Our Lady of the Nile
ABOUT
THE BOOK
Scholastique Mukasonga drops us into an elite Catholic boarding school for young women perched on the ridge of the Nile. Parents send their daughters to Our Lady of the Nile to be molded into respectable citizens . . . and to escape the dangers of the outside world. Fifteen years prior to the 1994 Rwandan genocide, we watch as these girls try on their parents’ preconceptions and attitudes, transforming the lycée into a microcosm of the country’s mounting racial tensions and violence. In the midst of the interminable rainy season, everything unfolds behind the closed doors of the school: friendship, curiosity, fear, deceit, prejudice, and persecution.
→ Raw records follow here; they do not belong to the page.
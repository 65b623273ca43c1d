use std::collections::HashMap;
use std::time::{Duration, Instant};

use async_trait::async_trait;
use bugzot_application::TokenRevocationStore;
use bugzot_core::AppResult;
use tokio::sync::RwLock;

/// In-process token revocation store used when Redis is not configured.
///
/// Revocations are lost on restart.
#[derive(Debug, Default)]
pub struct InMemoryTokenRevocationStore {
    revoked: RwLock<HashMap<String, Instant>>,
}

impl InMemoryTokenRevocationStore {
    /// Creates an empty store.
    #[must_use]
    pub fn new() -> Self {
        Self::default()
    }
}

#[async_trait]
impl TokenRevocationStore for InMemoryTokenRevocationStore {
    async fn revoke(&self, token_id: &str, ttl_seconds: u64) -> AppResult<()> {
        if ttl_seconds == 0 {
            return Ok(());
        }

        let now = Instant::now();
        let expires_at = now
            .checked_add(Duration::from_secs(ttl_seconds))
            .unwrap_or(now);

        let mut revoked = self.revoked.write().await;
        revoked.retain(|_, until| *until > now);
        revoked.insert(token_id.to_owned(), expires_at);
        Ok(())
    }

    async fn is_revoked(&self, token_id: &str) -> AppResult<bool> {
        Ok(self
            .revoked
            .read()
            .await
            .get(token_id)
            .is_some_and(|until| *until > Instant::now()))
    }
}

#[cfg(test)]
mod tests {
    use super::*;

    #[tokio::test]
    async fn revoked_token_is_reported() -> AppResult<()> {
        let store = InMemoryTokenRevocationStore::new();
        store.revoke("token-1", 60).await?;

        assert!(store.is_revoked("token-1").await?);
        assert!(!store.is_revoked("token-2").await?);
        Ok(())
    }

    #[tokio::test]
    async fn zero_ttl_is_a_no_op() -> AppResult<()> {
        let store = InMemoryTokenRevocationStore::new();
        store.revoke("expired", 0).await?;

        assert!(!store.is_revoked("expired").await?);
        Ok(())
    }
}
With a masterful prose that is at once subtle and penetrating, Mukasonga captures a society hurtling toward horror.
Judges’ comments
Our Lady of the Nile, Scholastique Mukasonga’s first novel, is a work of great subtlety and power. Set in Rwanda, in an elite Catholic boarding school for young women, this is a classic coming-of-age story set against the backdrop of a country slowly sliding into chaos and violence. It’s a book about friendship, about fear, about prejudice and hate. The book’s profound moral and psychological insights are more than matched by a plot that swerves and surprises and by characters whose misunderstandings and petty grievances have the most terrible consequences. A book of horrors and delights.
ABOUT
THE TRANSLATOR Melanie
Mauthner
NOMINATING LIBRARY COMMENTS
Set in a boarding school for girls from rich families in the mountains of Rwanda. Run by Hutus, it must have a quota of 10% Tutsi girls, who must show more intelligence to succeed. This story gives the opportunity to describe the social and political climate in Rwanda before the terror of 1994. A powerful and harrowing novel.